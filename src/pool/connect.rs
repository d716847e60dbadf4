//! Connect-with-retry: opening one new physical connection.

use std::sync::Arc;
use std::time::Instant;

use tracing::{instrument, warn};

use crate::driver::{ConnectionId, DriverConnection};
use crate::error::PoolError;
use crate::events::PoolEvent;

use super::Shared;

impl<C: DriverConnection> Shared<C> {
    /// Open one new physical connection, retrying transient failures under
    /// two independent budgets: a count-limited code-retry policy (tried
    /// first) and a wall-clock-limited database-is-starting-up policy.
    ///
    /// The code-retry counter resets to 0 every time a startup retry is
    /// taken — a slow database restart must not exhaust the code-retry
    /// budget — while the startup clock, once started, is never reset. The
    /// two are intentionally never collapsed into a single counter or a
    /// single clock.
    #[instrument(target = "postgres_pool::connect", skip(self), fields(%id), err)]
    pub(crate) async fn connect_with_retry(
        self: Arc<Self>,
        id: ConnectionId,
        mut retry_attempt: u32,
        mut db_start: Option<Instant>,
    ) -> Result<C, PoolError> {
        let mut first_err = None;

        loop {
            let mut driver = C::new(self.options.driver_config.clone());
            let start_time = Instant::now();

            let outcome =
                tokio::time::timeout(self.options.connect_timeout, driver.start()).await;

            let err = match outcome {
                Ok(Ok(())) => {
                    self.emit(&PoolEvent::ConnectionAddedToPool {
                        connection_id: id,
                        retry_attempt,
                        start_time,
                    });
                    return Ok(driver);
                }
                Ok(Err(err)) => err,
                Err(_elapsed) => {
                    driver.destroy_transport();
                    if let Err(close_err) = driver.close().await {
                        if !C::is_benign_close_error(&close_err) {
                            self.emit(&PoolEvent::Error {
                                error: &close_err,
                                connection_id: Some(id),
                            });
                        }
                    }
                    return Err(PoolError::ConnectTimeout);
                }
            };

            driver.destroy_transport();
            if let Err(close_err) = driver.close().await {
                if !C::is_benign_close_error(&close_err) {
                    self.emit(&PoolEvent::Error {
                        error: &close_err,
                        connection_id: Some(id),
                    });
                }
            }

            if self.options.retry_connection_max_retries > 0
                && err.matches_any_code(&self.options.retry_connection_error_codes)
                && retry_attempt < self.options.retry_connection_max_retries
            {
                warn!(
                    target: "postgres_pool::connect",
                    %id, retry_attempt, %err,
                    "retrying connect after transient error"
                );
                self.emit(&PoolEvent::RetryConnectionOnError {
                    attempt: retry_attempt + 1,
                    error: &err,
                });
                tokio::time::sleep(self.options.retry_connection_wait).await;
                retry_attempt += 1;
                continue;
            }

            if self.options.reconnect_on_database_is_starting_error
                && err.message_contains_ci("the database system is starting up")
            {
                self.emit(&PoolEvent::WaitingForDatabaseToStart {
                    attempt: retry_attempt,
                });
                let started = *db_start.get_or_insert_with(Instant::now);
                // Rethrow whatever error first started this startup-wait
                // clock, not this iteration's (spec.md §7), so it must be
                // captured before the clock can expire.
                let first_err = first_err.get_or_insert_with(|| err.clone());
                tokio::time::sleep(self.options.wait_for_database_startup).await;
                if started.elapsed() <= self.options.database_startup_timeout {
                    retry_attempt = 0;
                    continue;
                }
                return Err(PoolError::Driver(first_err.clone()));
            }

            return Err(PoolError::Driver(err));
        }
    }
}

------

#### ASSIGNMENT
Search the entries for the word "never". Copy each line where it appears.

#### FINAL ANSWER
    /// budget — while the startup clock, once started, is never reset. The
    /// two are intentionally never collapsed into a single counter or a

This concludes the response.